:: Task details ::
Given the entries below, copy each of them out exactly.

(Stored items)
────────────────

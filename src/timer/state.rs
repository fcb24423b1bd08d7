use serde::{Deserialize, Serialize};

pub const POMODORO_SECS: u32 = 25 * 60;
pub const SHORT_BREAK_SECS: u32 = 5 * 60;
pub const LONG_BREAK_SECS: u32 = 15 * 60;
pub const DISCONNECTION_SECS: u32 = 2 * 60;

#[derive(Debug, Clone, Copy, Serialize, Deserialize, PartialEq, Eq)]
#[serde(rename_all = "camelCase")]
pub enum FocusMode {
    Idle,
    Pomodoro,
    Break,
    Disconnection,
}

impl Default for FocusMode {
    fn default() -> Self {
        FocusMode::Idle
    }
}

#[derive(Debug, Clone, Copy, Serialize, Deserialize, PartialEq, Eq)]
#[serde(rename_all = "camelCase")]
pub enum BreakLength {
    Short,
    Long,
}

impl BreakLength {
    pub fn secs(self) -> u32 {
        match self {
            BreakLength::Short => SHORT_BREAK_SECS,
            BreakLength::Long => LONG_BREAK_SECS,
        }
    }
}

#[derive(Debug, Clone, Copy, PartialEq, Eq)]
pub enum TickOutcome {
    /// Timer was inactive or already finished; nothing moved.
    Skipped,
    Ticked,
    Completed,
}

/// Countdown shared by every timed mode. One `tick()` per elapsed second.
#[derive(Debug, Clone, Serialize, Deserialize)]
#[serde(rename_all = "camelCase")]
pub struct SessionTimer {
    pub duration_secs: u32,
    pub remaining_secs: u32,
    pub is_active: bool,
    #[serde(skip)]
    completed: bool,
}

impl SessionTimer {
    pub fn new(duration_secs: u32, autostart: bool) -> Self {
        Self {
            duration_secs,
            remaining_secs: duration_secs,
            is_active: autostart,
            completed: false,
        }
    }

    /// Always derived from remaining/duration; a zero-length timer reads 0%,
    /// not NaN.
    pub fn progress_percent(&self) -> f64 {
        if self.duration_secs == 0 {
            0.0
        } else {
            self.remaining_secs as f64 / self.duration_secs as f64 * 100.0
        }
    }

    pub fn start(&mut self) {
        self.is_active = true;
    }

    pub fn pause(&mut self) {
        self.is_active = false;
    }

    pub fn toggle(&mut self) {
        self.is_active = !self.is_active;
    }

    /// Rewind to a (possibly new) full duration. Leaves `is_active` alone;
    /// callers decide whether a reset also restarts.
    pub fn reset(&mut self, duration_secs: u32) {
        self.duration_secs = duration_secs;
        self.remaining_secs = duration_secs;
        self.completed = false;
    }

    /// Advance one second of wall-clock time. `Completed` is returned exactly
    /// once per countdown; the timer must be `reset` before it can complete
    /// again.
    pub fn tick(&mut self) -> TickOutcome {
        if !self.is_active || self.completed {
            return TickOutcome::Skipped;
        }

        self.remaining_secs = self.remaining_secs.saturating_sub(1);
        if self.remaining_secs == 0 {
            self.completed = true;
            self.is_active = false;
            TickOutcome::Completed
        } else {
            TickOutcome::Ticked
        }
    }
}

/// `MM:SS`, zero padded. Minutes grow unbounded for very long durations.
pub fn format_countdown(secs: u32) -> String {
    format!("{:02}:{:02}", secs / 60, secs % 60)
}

────────────────

:: Answer ::
filename src/timer/state.rs
repository fcb24423b1bd08d7
use serde::{Deserialize, Serialize};

pub const POMODORO_SECS: u32 = 25 * 60;
pub const SHORT_BREAK_SECS: u32 = 5 * 60;
pub const LONG_BREAK_SECS: u32 = 15 * 60;
pub const DISCONNECTION_SECS: u32 = 2 * 60;

#[derive(Debug, Clone, Copy, Serialize, Deserialize, PartialEq, Eq)]
#[serde(rename_all = "camelCase")]
pub enum FocusMode {
    Idle,
    Pomodoro,
    Break,
    Disconnection,
}

impl Default for FocusMode {
    fn default() -> Self {
        FocusMode::Idle
    }
}

#[derive(Debug, Clone, Copy, Serialize, Deserialize, PartialEq, Eq)]
#[serde(rename_all = "camelCase")]
pub enum BreakLength {
    Short,
    Long,
}

impl BreakLength {
    pub fn secs(self) -> u32 {
        match self {
            BreakLength::Short => SHORT_BREAK_SECS,
            BreakLength::Long => LONG_BREAK_SECS,
        }
    }
}

#[derive(Debug, Clone, Copy, PartialEq, Eq)]
pub enum TickOutcome {
    /// Timer was inactive or already finished; nothing moved.
    Skipped,
    Ticked,
    Completed,
}

/// Countdown shared by every timed mode. One `tick()` per elapsed second.
#[derive(Debug, Clone, Serialize, Deserialize)]
#[serde(rename_all = "camelCase")]
pub struct SessionTimer {
    pub duration_secs: u32,
    pub remaining_secs: u32,
    pub is_active: bool,
    #[serde(skip)]
    completed: bool,
}

impl SessionTimer {
    pub fn new(duration_secs: u32, autostart: bool) -> Self {
        Self {
            duration_secs,
            remaining_secs: duration_secs,
            is_active: autostart,
            completed: false,
        }
    }

    /// Always derived from remaining/duration; a zero-length timer reads 0%,
    /// not NaN.
    pub fn progress_percent(&self) -> f64 {
        if self.duration_secs == 0 {
            0.0
        } else {
            self.remaining_secs as f64 / self.duration_secs as f64 * 100.0
        }
    }

    pub fn start(&mut self) {
        self.is_active = true;
    }

    pub fn pause(&mut self) {
        self.is_active = false;
    }

    pub fn toggle(&mut self) {
        self.is_active = !self.is_active;
    }

    /// Rewind to a (possibly new) full duration. Leaves `is_active` alone;
    /// callers decide whether a reset also restarts.
    pub fn reset(&mut self, duration_secs: u32) {
        self.duration_secs = duration_secs;
        self.remaining_secs = duration_secs;
        self.completed = false;
    }

    /// Advance one second of wall-clock time. `Completed` is returned exactly
    /// once per countdown; the timer must be `reset` before it can complete
    /// again.
    pub fn tick(&mut self) -> TickOutcome {
        if !self.is_active || self.completed {
            return TickOutcome::Skipped;
        }

        self.remaining_secs = self.remaining_secs.saturating_sub(1);
        if self.remaining_secs == 0 {
            self.completed = true;
            self.is_active = false;
            TickOutcome::Completed
        } else {
            TickOutcome::Ticked
        }
    }
}

/// `MM:SS`, zero padded. Minutes grow unbounded for very long durations.
pub fn format_countdown(secs: u32) -> String {
    format!("{:02}:{:02}", secs / 60, secs % 60)
}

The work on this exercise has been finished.